Exercise details: How many lines in the records below contain the word "connecting"? Give only the number.

Supplied data:
____________
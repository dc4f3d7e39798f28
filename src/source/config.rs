use std::fmt;
use std::marker::PhantomData;
use std::sync::Arc;
use std::time::Duration;

use super::errors::SourceError;
use super::kind::DocumentKind;
use super::metrics::MetricsRecorder;
use super::IdentitySource;
use crate::workload_api::WorkloadApiClient;

/// Reconnect/backoff configuration.
///
/// After a stream failure the watcher waits `min_backoff`, then doubles the
/// delay (plus up to 10% jitter) on every further failure, capped at
/// `max_backoff`. The delay drops back to `min_backoff` once an update is
/// applied.
///
/// If `min_backoff > max_backoff`, the two are swapped.
#[derive(Clone, Copy, Debug, PartialEq, Eq)]
pub struct ReconnectConfig {
    /// First delay after a failure.
    pub min_backoff: Duration,
    /// Upper bound on the delay.
    pub max_backoff: Duration,
}

impl Default for ReconnectConfig {
    fn default() -> Self {
        Self {
            min_backoff: Duration::from_millis(200),
            max_backoff: Duration::from_secs(10),
        }
    }
}

impl ReconnectConfig {
    /// Returns the configuration with `min_backoff <= max_backoff`.
    pub fn normalize(mut self) -> Self {
        if self.min_backoff > self.max_backoff {
            std::mem::swap(&mut self.min_backoff, &mut self.max_backoff);
        }
        self
    }
}

/// Resource limits applied to every bundle set before it is published.
///
/// `None` disables a limit.
#[derive(Clone, Copy, Debug, PartialEq, Eq)]
pub struct ResourceLimits {
    /// Maximum number of trust domains in a bundle set.
    pub max_bundles: Option<usize>,
    /// Maximum encoded key material per bundle, in bytes: the sum of JWK JSON
    /// lengths for a JWT bundle, or of certificate DER lengths for an X.509
    /// bundle.
    pub max_bundle_bytes: Option<usize>,
}

impl Default for ResourceLimits {
    fn default() -> Self {
        Self {
            max_bundles: Some(200),
            max_bundle_bytes: Some(4 * 1024 * 1024),
        }
    }
}

impl ResourceLimits {
    /// No limits enforced.
    pub const fn unlimited() -> Self {
        Self {
            max_bundles: None,
            max_bundle_bytes: None,
        }
    }
}

/// Configuration for [`IdentitySource::with_config`].
///
/// Every field has a default; override what you need with struct update
/// syntax:
///
/// ```
/// use std::time::Duration;
///
/// use spiffe_source::source::SourceConfig;
///
/// let config = SourceConfig {
///     endpoint: Some("unix:///tmp/spire-agent/public/api.sock".to_owned()),
///     initial_fetch_timeout: Duration::from_secs(3),
///     ..SourceConfig::default()
/// };
/// assert_eq!(config.shutdown_timeout, Some(Duration::from_secs(30)));
/// ```
#[derive(Clone)]
pub struct SourceConfig {
    /// Workload API address. Falls back to `SPIFFE_ENDPOINT_SOCKET` when
    /// neither this nor `client` is set.
    pub endpoint: Option<String>,
    /// A ready client to use instead of connecting. Takes precedence over
    /// `endpoint`. The source closes it when the source is closed.
    pub client: Option<WorkloadApiClient>,
    /// Upper bound on the seed bundle fetch.
    pub initial_fetch_timeout: Duration,
    /// Watcher backoff.
    pub reconnect: ReconnectConfig,
    /// Limits applied to the seed and every update.
    pub limits: ResourceLimits,
    /// Optional metrics hook.
    pub metrics: Option<Arc<dyn MetricsRecorder>>,
    /// How long `close()` waits for the watcher before aborting it. `None`
    /// waits indefinitely.
    pub shutdown_timeout: Option<Duration>,
}

impl Default for SourceConfig {
    fn default() -> Self {
        Self {
            endpoint: None,
            client: None,
            initial_fetch_timeout: Duration::from_secs(10),
            reconnect: ReconnectConfig::default(),
            limits: ResourceLimits::default(),
            metrics: None,
            shutdown_timeout: Some(Duration::from_secs(30)),
        }
    }
}

impl fmt::Debug for SourceConfig {
    fn fmt(&self, f: &mut fmt::Formatter<'_>) -> fmt::Result {
        f.debug_struct("SourceConfig")
            .field("endpoint", &self.endpoint)
            .field("client", &self.client)
            .field("initial_fetch_timeout", &self.initial_fetch_timeout)
            .field("reconnect", &self.reconnect)
            .field("limits", &self.limits)
            .field(
                "metrics",
                &self.metrics.as_ref().map(|_| "<MetricsRecorder>"),
            )
            .field("shutdown_timeout", &self.shutdown_timeout)
            .finish()
    }
}

/// Builder for an [`IdentitySource`].
///
/// # Example
///
/// ```no_run
/// use std::time::Duration;
///
/// use spiffe_source::JwtSource;
///
/// # async fn example() -> Result<(), Box<dyn std::error::Error>> {
/// let source = JwtSource::builder()
///     .endpoint("unix:///tmp/spire-agent/public/api.sock")
///     .reconnect_backoff(Duration::from_millis(500), Duration::from_secs(30))
///     .build()
///     .await?;
/// # Ok(())
/// # }
/// ```
pub struct SourceBuilder<K> {
    config: SourceConfig,
    kind: PhantomData<fn() -> K>,
}

impl<K> fmt::Debug for SourceBuilder<K> {
    fn fmt(&self, f: &mut fmt::Formatter<'_>) -> fmt::Result {
        f.debug_struct("SourceBuilder")
            .field("config", &self.config)
            .finish()
    }
}

impl<K: DocumentKind> Default for SourceBuilder<K> {
    fn default() -> Self {
        Self::new()
    }
}

impl<K: DocumentKind> SourceBuilder<K> {
    /// A builder with default configuration.
    pub fn new() -> Self {
        Self {
            config: SourceConfig::default(),
            kind: PhantomData,
        }
    }

    /// Sets the Workload API address, e.g. `unix:///tmp/agent.sock`.
    #[must_use]
    pub fn endpoint(mut self, endpoint: impl Into<String>) -> Self {
        self.config.endpoint = Some(endpoint.into());
        self
    }

    /// Uses `client` instead of connecting.
    #[must_use]
    pub fn client(mut self, client: WorkloadApiClient) -> Self {
        self.config.client = Some(client);
        self
    }

    /// Bounds the seed bundle fetch.
    #[must_use]
    pub fn initial_fetch_timeout(mut self, timeout: Duration) -> Self {
        self.config.initial_fetch_timeout = timeout;
        self
    }

    /// Sets the watcher backoff range.
    #[must_use]
    pub fn reconnect_backoff(mut self, min_backoff: Duration, max_backoff: Duration) -> Self {
        self.config.reconnect = ReconnectConfig {
            min_backoff,
            max_backoff,
        };
        self
    }

    /// Sets the resource limits.
    #[must_use]
    pub fn resource_limits(mut self, limits: ResourceLimits) -> Self {
        self.config.limits = limits;
        self
    }

    /// Installs a metrics hook.
    #[must_use]
    pub fn metrics(mut self, metrics: Arc<dyn MetricsRecorder>) -> Self {
        self.config.metrics = Some(metrics);
        self
    }

    /// Sets the close timeout. `None` waits for the watcher indefinitely.
    #[must_use]
    pub fn shutdown_timeout(mut self, timeout: Option<Duration>) -> Self {
        self.config.shutdown_timeout = timeout;
        self
    }

    /// The configuration built so far.
    pub fn config(&self) -> &SourceConfig {
        &self.config
    }

    /// Builds the source. See [`IdentitySource::with_config`].
    ///
    /// # Errors
    ///
    /// Returns [`SourceError::Initialization`] if the source cannot be seeded.
    pub async fn build(self) -> Result<IdentitySource<K>, SourceError> {
        IdentitySource::with_config(self.config).await
    }
}

impl<K: DocumentKind> From<SourceConfig> for SourceBuilder<K> {
    fn from(config: SourceConfig) -> Self {
        Self {
            config,
            kind: PhantomData,
        }
    }
}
____________
Output below: 2